When you suffer from allergies or asthma, it’s always better to do everything connected to environmental allergy control. This includes closing windows and doors when the air quality outside is terrible, encasing your bedding, or using an air purifier to filter the air you breathe.
What to Look for In an Air Purifier?
Different air purifiers are designed to meet specific needs. Air purifiers intended for allergy relief typically use multiple filters (mostly HEPA filters) plus any one or two other methods mentioned in the next sections. On the other hand, brands intended to lessen asthma attacks’ triggers commonly have HEPA filters to remove allergen particles, plus odor and VOC removal technology.

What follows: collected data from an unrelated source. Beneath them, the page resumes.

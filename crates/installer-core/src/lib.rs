//! Shared data model and recipe registry for the install planner/executor.
//!
//! This crate owns the types every other `installer-*` crate depends on
//! (`Recipe`, `SystemProfile`, `Plan`, `Step`, `PlanState`, ...) plus the
//! read-only `RecipeRegistry` lookup. It has no process, filesystem, or
//! network side effects.

pub mod error;
pub mod registry;
pub mod types;

pub use error::InstallError;
pub use registry::{RecipeRegistry, RecipeValidationError};
pub use types::*;
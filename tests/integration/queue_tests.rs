use rna::core::queue::TaskQueue;
use rna::utils::RnaError;
use std::sync::atomic::{AtomicUsize, Ordering};
use std::sync::Arc;
use std::time::Duration;

#[tokio::test]
async fn test_results_follow_submission_order() {
    let mut queue = TaskQueue::new();

    // Later tasks finish first
    for i in 0..8u64 {
        queue.enqueue(move || async move {
            tokio::time::sleep(Duration::from_millis((8 - i) * 5)).await;
            Ok(i)
        });
    }

    let results = queue.run(8).await.unwrap();
    assert_eq!(results, (0..8).collect::<Vec<u64>>());
}

#[tokio::test]
async fn test_concurrency_never_exceeds_limit() {
    for limit in [1usize, 2, 5] {
        let running = Arc::new(AtomicUsize::new(0));
        let peak = Arc::new(AtomicUsize::new(0));
        let mut queue = TaskQueue::new();

        for i in 0..20usize {
            let running = running.clone();
            let peak = peak.clone();
            queue.enqueue(move || async move {
                let now = running.fetch_add(1, Ordering::SeqCst) + 1;
                peak.fetch_max(now, Ordering::SeqCst);
                tokio::time::sleep(Duration::from_millis(2 + (i % 3) as u64)).await;
                running.fetch_sub(1, Ordering::SeqCst);
                Ok(i)
            });
        }

        let results = queue.run(limit).await.unwrap();
        assert_eq!(results.len(), 20);
        assert!(
            peak.load(Ordering::SeqCst) <= limit,
            "peak {} exceeded limit {}",
            peak.load(Ordering::SeqCst),
            limit
        );
        assert_eq!(running.load(Ordering::SeqCst), 0);
    }
}

#[tokio::test]
async fn test_failure_is_reported_and_stops_new_starts() {
    let started = Arc::new(AtomicUsize::new(0));
    let finished = Arc::new(AtomicUsize::new(0));
    let mut queue = TaskQueue::new();

    for i in 0..10usize {
        let started = started.clone();
        let finished = finished.clone();
        queue.enqueue(move || async move {
            started.fetch_add(1, Ordering::SeqCst);
            if i == 1 {
                return Err(RnaError::Parse {
                    message: "boom".to_string(),
                    context: None,
                });
            }
            tokio::time::sleep(Duration::from_millis(30)).await;
            finished.fetch_add(1, Ordering::SeqCst);
            Ok(i)
        });
    }

    let err = queue.run(2).await.unwrap_err();
    match err {
        RnaError::TaskFailure { index, source } => {
            assert_eq!(index, 1);
            assert!(matches!(*source, RnaError::Parse { .. }));
        }
        other => panic!("unexpected error: {other}"),
    }

    // Task 0 was in flight; nothing after task 1 was started.
    assert_eq!(started.load(Ordering::SeqCst), 2);

    // The in-flight task is not cancelled and still completes.
    tokio::time::sleep(Duration::from_millis(100)).await;
    assert_eq!(finished.load(Ordering::SeqCst), 1);
}

#[tokio::test]
async fn test_queue_is_reusable_between_runs() {
    let mut queue = TaskQueue::new();
    queue.enqueue(|| async { Ok("a") });
    assert_eq!(queue.run(1).await.unwrap(), vec!["a"]);

    queue.enqueue(|| async { Ok("b") });
    queue.enqueue(|| async { Ok("c") });
    assert_eq!(queue.run(4).await.unwrap(), vec!["b", "c"]);
}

The size of your house or the room where you will use the device directly impacts its performance. As a general rule, use an excellent purifier for a big space. Read the product description and the manual to determine what type of air purifier you need.

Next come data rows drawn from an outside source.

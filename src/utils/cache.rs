use crate::core::models::Classification;
use crate::infrastructure::processors::classify;
use dashmap::DashMap;
use std::sync::atomic::{AtomicUsize, Ordering};

/// Content-addressed classification cache. Classification depends on the
/// text only, so the BLAKE3 digest of the source is a complete key.
#[derive(Default)]
pub struct ClassificationCache {
    entries: DashMap<blake3::Hash, Classification>,
    hits: AtomicUsize,
    misses: AtomicUsize,
}

#[derive(Debug, Clone, Copy, PartialEq, Eq)]
pub struct CacheStats {
    pub entries: usize,
    pub hits: usize,
    pub misses: usize,
}

impl ClassificationCache {
    pub fn new() -> Self {
        Self::default()
    }

    pub fn classify(&self, source: &str) -> Classification {
        let key = blake3::hash(source.as_bytes());

        if let Some(cached) = self.entries.get(&key) {
            self.hits.fetch_add(1, Ordering::Relaxed);
            return cached.clone();
        }

        self.misses.fetch_add(1, Ordering::Relaxed);
        let classification = classify(source);
        self.entries.insert(key, classification.clone());
        classification
    }

    pub fn clear(&self) {
        self.entries.clear();
    }

    pub fn stats(&self) -> CacheStats {
        CacheStats {
            entries: self.entries.len(),
            hits: self.hits.load(Ordering::Relaxed),
            misses: self.misses.load(Ordering::Relaxed),
        }
    }
}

Also, consider the air purifier’s change per hour (ACH) rate. This standard refers to the number of times a cleaner can filter the air inside the room. The recommended ACH for allergy and asthmas sufferers is at least four times per hour. With this rate, it gives filters the chance to clean the air and trap microscopic particles thoroughly.
Meanwhile, also consider the device’s Air Delivery Rate (CADR). This rating tells you how much pollution can make the machine clean within a specific area. For instance, a CADR of 600 cfm will clean a room of 600 sq ft quicker than an air purifier with a CADR of only 400 cfm. You can purchase high CADR air purifiers with thousands of positive reviews on various online and physical stores.

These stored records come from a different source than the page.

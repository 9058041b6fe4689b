// Build dependency aggregation.
//
// One `DependencyMap` per build handle. The registry is owned by whoever
// drives the build and mutated through `&mut self`, so a handle's map has a
// single writer and needs no locking.

use crate::core::models::{BuildHandle, DependencyMap, Metafile};
use crate::utils::Result;
use std::collections::HashMap;
use std::path::{Component, Path, PathBuf};
use tracing::debug;

#[derive(Debug, Default)]
pub struct DependencyRegistry {
    sessions: HashMap<BuildHandle, DependencyMap>,
    next_id: u64,
}

impl DependencyRegistry {
    pub fn new() -> Self {
        Self::default()
    }

    /// Issues a fresh handle for a new build configuration. Its map comes
    /// into existence with the first `collect`.
    pub fn register(&mut self) -> BuildHandle {
        let handle = BuildHandle(self.next_id);
        self.next_id += 1;
        handle
    }

    /// Drops everything recorded for `handle`.
    pub fn release(&mut self, handle: BuildHandle) -> Option<DependencyMap> {
        self.sessions.remove(&handle)
    }

    /// Appends `dependencies` under `importer`. Repeated calls concatenate;
    /// nothing is deduplicated.
    pub fn collect<I, P>(&mut self, handle: BuildHandle, importer: impl Into<PathBuf>, dependencies: I)
    where
        I: IntoIterator<Item = P>,
        P: Into<PathBuf>,
    {
        self.sessions
            .entry(handle)
            .or_default()
            .entry(importer.into())
            .or_default()
            .extend(dependencies.into_iter().map(Into::into));
    }

    /// Removes and returns the map for `handle`, leaving it empty.
    pub fn flush(&mut self, handle: BuildHandle) -> DependencyMap {
        match self.sessions.get_mut(&handle) {
            Some(map) => std::mem::take(map),
            None => {
                debug!("Flush for unknown build handle {}", handle.id());
                DependencyMap::new()
            }
        }
    }

    /// Appends the inputs of every entry-point output in `metafile` under
    /// that entry point, both resolved against `root`. Prior state is kept;
    /// the returned map is a snapshot of the updated state.
    ///
    /// A handle that never collected anything is left alone and yields an
    /// empty map.
    pub fn merge(&mut self, handle: BuildHandle, metafile: &Metafile, root: &Path) -> DependencyMap {
        let Some(map) = self.sessions.get_mut(&handle) else {
            debug!("Merge for build handle {} with no collected dependencies", handle.id());
            return DependencyMap::new();
        };

        for output in metafile.outputs.values() {
            let Some(entry_point) = output.entry_point.as_deref() else {
                continue;
            };
            let entry = resolve_path(root, entry_point);
            let inputs = output.inputs.keys().map(|input| resolve_path(root, input));
            map.entry(entry).or_default().extend(inputs);
        }

        map.clone()
    }

    /// Parses a metafile JSON document and merges it.
    pub fn merge_json(&mut self, handle: BuildHandle, metafile: &str, root: &Path) -> Result<DependencyMap> {
        let metafile = Metafile::from_json(metafile)?;
        Ok(self.merge(handle, &metafile, root))
    }

    /// Read-only view of what is currently recorded for `handle`.
    pub fn dependencies(&self, handle: BuildHandle) -> Option<&DependencyMap> {
        self.sessions.get(&handle)
    }
}

/// Serializes a dependency map as the JSON manifest handed back to the host.
pub fn manifest_json(map: &DependencyMap) -> Result<String> {
    Ok(serde_json::to_string_pretty(map)?)
}

/// Joins `path` onto `root` (absolute paths win) and removes `.`/`..`
/// components without touching the file system.
pub fn resolve_path(root: &Path, path: impl AsRef<Path>) -> PathBuf {
    normalize_path(&root.join(path))
}

pub fn normalize_path(path: &Path) -> PathBuf {
    let mut normalized = PathBuf::new();

    for component in path.components() {
        match component {
            Component::CurDir => {}
            Component::ParentDir => match normalized.components().next_back() {
                Some(Component::Normal(_)) => {
                    normalized.pop();
                }
                Some(Component::RootDir) | Some(Component::Prefix(_)) => {}
                _ => normalized.push(".."),
            },
            other => normalized.push(other),
        }
    }

    normalized
}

Examine the device for its features. An air purifier with Energy Star – rated by the U.S. Environmental Protection Agency is cost-effective and good for the environment. Do you need a machine that you can program using an app? If yes, you have to pick a brand with intelligent technology to connect the device to Wi-Fi. This way, you can command the cleaner to perform a task remotely. You can also set a schedule to enable it to turn on and off all by itself.
Other helpful features to watch out for include: air quality indicators, caster wheels, fan speed, and how often the filters need to be changed.
How Does an Air Purifier Work?
An air purifier works using the principle: suck in dirty air, trap the dust through its filtration system, and push clean air back into the room. This process surmises that a good air purifier must have excellent suction and filtration power.
The fan pulls in the air towards the device. The air then passes through several filtration stages. As the air moves through the filter, microscopic particles are captured, and the clean air is being pushed back into the room. The most common filtration systems are the following:
High-Efficiency Particulate Air (HEPA)
HEPA filters can remove as much as 99% of 0.3-micrometre pollutants. They are commonly used in many advanced air purifiers in the market today. This filtration system is proven effective at removing larger particles. HEPA filters must be properly arranged inside the device to ensure that the cleaner only releases clean air back into the room.
Aside from being effective, the HEPA filter does not produce ozone or other harmful byproducts. However, remember to replace the filter as per the product manual. This is to ensure that the filter is working efficiently in the course of operation.
Note: Look for a brand with a True HEPA filter, not “HEPA-like” or “HEPA type”. The last two types don’t work the same as the True HEPA, no matter what the salesmen tell you.